As mais recentes medidas propostas pelo governo no dia 17 de abril de 2020 para a determinação da nota de candidatura pelo regime geral de acesso garantem, segundo o Ministério, a igualdade de tratamento entre os estudantes candidatos, através de um método que aparentemente não prejudica nenhum candidato, inclusive alunos que terminaram o ensino secundário em anos anteriores. Será que estas alterações contribuíram realmente para assegurar a equidade nas condições de acesso? Ou serão elas uma falácia que acentua disparidades entre os diferentes candidatos?

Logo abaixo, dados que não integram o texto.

use std::sync::Arc;

use crate::{
    api::{HttpQuizApi, QuizApi},
    auth::AuthContext,
    config::Config,
    errors::AppResult,
    services::{AttemptService, AttemptTimings, QuizCatalogService},
};

#[derive(Clone)]
pub struct AppState {
    pub auth: AuthContext,
    pub catalog_service: Arc<QuizCatalogService>,
    pub attempt_service: Arc<AttemptService>,
    pub config: Arc<Config>,
}

impl AppState {
    pub fn new(config: Config, auth: AuthContext) -> AppResult<Self> {
        config.validate()?;

        let api: Arc<dyn QuizApi> = Arc::new(HttpQuizApi::new(&config, &auth)?);
        Ok(Self::with_api(config, auth, api))
    }

    pub fn with_api(config: Config, auth: AuthContext, api: Arc<dyn QuizApi>) -> Self {
        let catalog_service = Arc::new(QuizCatalogService::new(Arc::clone(&api)));
        let attempt_service = Arc::new(AttemptService::new(
            api,
            AttemptTimings::from_config(&config),
        ));

        Self {
            auth,
            catalog_service,
            attempt_service,
            config: Arc::new(config),
        }
    }
}
use std::fmt;
use std::str::FromStr;
use std::sync::{Arc, RwLock, RwLockReadGuard, RwLockWriteGuard};

use secrecy::SecretString;
use serde::{Deserialize, Serialize};

use crate::config::Config;

#[derive(Clone, Copy, Debug, PartialEq, Eq, Serialize, Deserialize)]
#[serde(rename_all = "lowercase")]
pub enum UserRole {
    Student,
    Professor,
}

impl fmt::Display for UserRole {
    fn fmt(&self, f: &mut fmt::Formatter<'_>) -> fmt::Result {
        match self {
            UserRole::Student => write!(f, "student"),
            UserRole::Professor => write!(f, "professor"),
        }
    }
}

impl FromStr for UserRole {
    type Err = String;

    fn from_str(s: &str) -> Result<Self, Self::Err> {
        match s.trim().to_ascii_lowercase().as_str() {
            "student" | "etudiant" => Ok(UserRole::Student),
            "professor" | "professeur" => Ok(UserRole::Professor),
            other => Err(format!("unknown role '{}'", other)),
        }
    }
}

#[derive(Clone, Debug)]
struct Identity {
    user_id: String,
    role: UserRole,
    token: Option<SecretString>,
}

/// Identity handed down from the external identity provider.
///
/// Services receive this explicitly instead of reading ambient globals. It is
/// created once the provider resolves a session and torn down on sign-out.
/// Clones share one identity, so a sign-out is seen by every holder,
/// including the HTTP client that attaches the bearer token.
#[derive(Clone, Debug, Default)]
pub struct AuthContext {
    identity: Arc<RwLock<Option<Identity>>>,
}

impl AuthContext {
    pub fn signed_out() -> Self {
        Self::default()
    }

    pub fn signed_in(user_id: &str, role: UserRole, token: Option<SecretString>) -> Self {
        let ctx = Self::signed_out();
        ctx.sign_in(user_id, role, token);
        ctx
    }

    /// Builds the context from the identity values carried in config, if any.
    pub fn from_config(config: &Config) -> Self {
        match &config.user_id {
            Some(user_id) => Self::signed_in(user_id, config.user_role, config.api_token.clone()),
            None => Self::signed_out(),
        }
    }

    fn read(&self) -> RwLockReadGuard<'_, Option<Identity>> {
        self.identity
            .read()
            .unwrap_or_else(|poisoned| poisoned.into_inner())
    }

    fn write(&self) -> RwLockWriteGuard<'_, Option<Identity>> {
        self.identity
            .write()
            .unwrap_or_else(|poisoned| poisoned.into_inner())
    }

    pub fn sign_in(&self, user_id: &str, role: UserRole, token: Option<SecretString>) {
        log::info!("Signed in as {} ({})", user_id, role);
        *self.write() = Some(Identity {
            user_id: user_id.to_string(),
            role,
            token,
        });
    }

    pub fn sign_out(&self) {
        if let Some(identity) = self.write().take() {
            log::info!("Signed out {}", identity.user_id);
        }
    }

    pub fn is_authenticated(&self) -> bool {
        self.read().is_some()
    }

    pub fn user_id(&self) -> Option<String> {
        self.read().as_ref().map(|i| i.user_id.clone())
    }

    pub fn role(&self) -> Option<UserRole> {
        self.read().as_ref().map(|i| i.role)
    }

    pub fn bearer_token(&self) -> Option<SecretString> {
        self.read().as_ref().and_then(|i| i.token.clone())
    }
}
use std::env;
use std::time::Duration;

use secrecy::SecretString;

use crate::auth::UserRole;
use crate::errors::{AppError, AppResult};

#[derive(Clone, Debug)]
pub struct Config {
    pub api_base_url: String,
    pub api_token: Option<SecretString>,
    pub user_id: Option<String>,
    pub user_role: UserRole,
    pub tick_interval_ms: u64,
    pub poll_interval_secs: u64,
    pub request_timeout_secs: u64,
}

impl Config {
    pub fn from_env() -> Self {
        Self {
            api_base_url: env::var("QUIZ_API_BASE_URL")
                .unwrap_or_else(|_| "http://localhost:3000/api".to_string()),
            api_token: env::var("QUIZ_API_TOKEN")
                .ok()
                .filter(|t| !t.trim().is_empty())
                .map(SecretString::from),
            user_id: env::var("QUIZ_USER_ID")
                .ok()
                .filter(|u| !u.trim().is_empty()),
            user_role: env::var("QUIZ_USER_ROLE")
                .ok()
                .and_then(|r| r.parse().ok())
                .unwrap_or(UserRole::Student),
            tick_interval_ms: env::var("QUIZ_TICK_INTERVAL_MS")
                .ok()
                .and_then(|t| t.parse().ok())
                .unwrap_or(1000),
            poll_interval_secs: env::var("QUIZ_POLL_INTERVAL_SECS")
                .ok()
                .and_then(|p| p.parse().ok())
                .unwrap_or(10),
            request_timeout_secs: env::var("QUIZ_REQUEST_TIMEOUT_SECS")
                .ok()
                .and_then(|t| t.parse().ok())
                .unwrap_or(15),
        }
    }

    /// Reject settings the attempt runner cannot work with.
    pub fn validate(&self) -> AppResult<()> {
        if !self.api_base_url.starts_with("http://") && !self.api_base_url.starts_with("https://")
        {
            return Err(AppError::Config(format!(
                "QUIZ_API_BASE_URL must start with http:// or https:// (got '{}')",
                self.api_base_url
            )));
        }

        if self.tick_interval_ms == 0 {
            return Err(AppError::Config(
                "QUIZ_TICK_INTERVAL_MS must be greater than zero".to_string(),
            ));
        }

        if self.poll_interval_secs == 0 {
            return Err(AppError::Config(
                "QUIZ_POLL_INTERVAL_SECS must be greater than zero".to_string(),
            ));
        }

        Ok(())
    }

    pub fn tick_interval(&self) -> Duration {
        Duration::from_millis(self.tick_interval_ms)
    }

    pub fn poll_interval(&self) -> Duration {
        Duration::from_secs(self.poll_interval_secs)
    }

    pub fn request_timeout(&self) -> Duration {
        Duration::from_secs(self.request_timeout_secs)
    }

    #[cfg(test)]
    pub fn test_config() -> Self {
        Self {
            api_base_url: "http://127.0.0.1:3000/api".to_string(),
            api_token: Some(SecretString::from("test_token".to_string())),
            user_id: Some("user_test".to_string()),
            user_role: UserRole::Student,
            tick_interval_ms: 1000,
            poll_interval_secs: 10,
            request_timeout_secs: 5,
        }
    }
}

Sabemos que, atualmente, os exames nacionais são a principal fonte de homogeneidade entre estudantes portugueses, que frequentando diferentes instituições de ensino, com níveis de exigência bastante distintos, acabam por ser submetidos a um momento de avaliação comum. A ponderação de 30% dos exames nacionais na classificação final de disciplina apresenta, portanto, um papel elementar na igualdade de acesso ao ensino superior, contrariando a inflação de notas por parte de várias escolas portuguesas.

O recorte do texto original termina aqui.